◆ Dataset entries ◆
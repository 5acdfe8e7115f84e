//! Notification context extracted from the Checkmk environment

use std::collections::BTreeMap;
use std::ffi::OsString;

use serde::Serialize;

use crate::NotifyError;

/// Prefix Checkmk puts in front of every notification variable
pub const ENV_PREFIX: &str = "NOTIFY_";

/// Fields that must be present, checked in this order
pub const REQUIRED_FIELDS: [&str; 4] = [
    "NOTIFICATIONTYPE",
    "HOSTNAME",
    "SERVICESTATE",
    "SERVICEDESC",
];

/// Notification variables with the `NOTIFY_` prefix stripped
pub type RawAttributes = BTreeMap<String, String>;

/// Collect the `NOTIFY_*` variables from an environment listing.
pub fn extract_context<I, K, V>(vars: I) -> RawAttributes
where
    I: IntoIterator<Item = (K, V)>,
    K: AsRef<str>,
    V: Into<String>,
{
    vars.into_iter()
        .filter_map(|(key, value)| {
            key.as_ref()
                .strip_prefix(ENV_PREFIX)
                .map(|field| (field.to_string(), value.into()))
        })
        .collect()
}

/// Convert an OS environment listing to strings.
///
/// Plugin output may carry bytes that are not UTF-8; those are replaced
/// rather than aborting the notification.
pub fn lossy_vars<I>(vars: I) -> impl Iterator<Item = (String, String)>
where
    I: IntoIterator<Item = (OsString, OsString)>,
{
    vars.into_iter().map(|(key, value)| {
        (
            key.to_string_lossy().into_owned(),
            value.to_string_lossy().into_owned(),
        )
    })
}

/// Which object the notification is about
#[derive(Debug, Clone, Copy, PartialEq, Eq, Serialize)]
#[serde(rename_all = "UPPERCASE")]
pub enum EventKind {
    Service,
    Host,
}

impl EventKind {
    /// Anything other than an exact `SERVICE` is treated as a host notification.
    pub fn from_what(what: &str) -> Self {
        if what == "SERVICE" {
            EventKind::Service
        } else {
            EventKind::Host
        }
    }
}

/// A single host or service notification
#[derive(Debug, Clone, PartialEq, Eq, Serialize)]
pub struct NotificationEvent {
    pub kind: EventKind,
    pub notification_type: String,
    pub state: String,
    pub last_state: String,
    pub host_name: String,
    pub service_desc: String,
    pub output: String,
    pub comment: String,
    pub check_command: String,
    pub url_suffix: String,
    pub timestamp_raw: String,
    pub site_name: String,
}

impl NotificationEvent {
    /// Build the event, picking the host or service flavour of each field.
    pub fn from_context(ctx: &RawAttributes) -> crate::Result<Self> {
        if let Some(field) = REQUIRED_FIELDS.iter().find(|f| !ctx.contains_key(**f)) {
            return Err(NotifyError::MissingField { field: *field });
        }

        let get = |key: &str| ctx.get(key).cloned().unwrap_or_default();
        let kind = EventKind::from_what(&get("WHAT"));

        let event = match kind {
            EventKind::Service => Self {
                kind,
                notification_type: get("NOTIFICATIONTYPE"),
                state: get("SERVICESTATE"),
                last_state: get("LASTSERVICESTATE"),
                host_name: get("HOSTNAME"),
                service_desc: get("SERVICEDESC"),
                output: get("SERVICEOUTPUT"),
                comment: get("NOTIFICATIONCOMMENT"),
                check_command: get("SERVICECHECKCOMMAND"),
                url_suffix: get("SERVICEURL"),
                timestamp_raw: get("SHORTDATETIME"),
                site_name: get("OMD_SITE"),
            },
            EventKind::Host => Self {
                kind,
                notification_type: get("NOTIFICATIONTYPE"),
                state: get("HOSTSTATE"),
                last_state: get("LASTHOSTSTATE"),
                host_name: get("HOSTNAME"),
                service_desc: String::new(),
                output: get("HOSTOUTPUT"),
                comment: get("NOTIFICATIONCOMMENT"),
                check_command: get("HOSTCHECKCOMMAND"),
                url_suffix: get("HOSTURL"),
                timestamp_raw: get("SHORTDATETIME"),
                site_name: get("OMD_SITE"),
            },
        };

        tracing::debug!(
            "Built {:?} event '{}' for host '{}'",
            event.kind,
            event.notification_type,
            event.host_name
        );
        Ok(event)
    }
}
...
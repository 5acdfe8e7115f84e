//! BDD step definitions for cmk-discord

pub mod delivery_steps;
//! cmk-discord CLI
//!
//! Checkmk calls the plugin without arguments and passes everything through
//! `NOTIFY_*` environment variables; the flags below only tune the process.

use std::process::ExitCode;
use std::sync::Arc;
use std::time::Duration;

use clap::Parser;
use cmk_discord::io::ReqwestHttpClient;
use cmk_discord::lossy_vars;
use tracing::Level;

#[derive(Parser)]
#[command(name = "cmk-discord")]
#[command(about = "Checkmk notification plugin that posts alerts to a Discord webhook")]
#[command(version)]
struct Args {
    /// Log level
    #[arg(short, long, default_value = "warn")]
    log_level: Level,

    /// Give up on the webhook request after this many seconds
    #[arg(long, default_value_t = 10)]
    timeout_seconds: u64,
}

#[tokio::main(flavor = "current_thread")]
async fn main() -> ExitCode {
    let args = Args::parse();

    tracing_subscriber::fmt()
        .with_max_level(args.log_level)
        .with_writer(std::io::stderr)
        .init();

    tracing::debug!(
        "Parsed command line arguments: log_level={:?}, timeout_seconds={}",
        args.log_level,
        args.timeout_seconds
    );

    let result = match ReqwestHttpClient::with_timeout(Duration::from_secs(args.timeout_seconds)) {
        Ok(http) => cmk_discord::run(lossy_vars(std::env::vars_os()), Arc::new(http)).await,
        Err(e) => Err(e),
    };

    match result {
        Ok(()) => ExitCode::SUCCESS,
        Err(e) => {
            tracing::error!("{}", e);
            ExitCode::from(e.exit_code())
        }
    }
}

◆ WHAT TO WORK ON ◆
Once you have counted every line above that contains the string "struct", give that number and nothing more.

◆ ANSWER BELOW ◆
2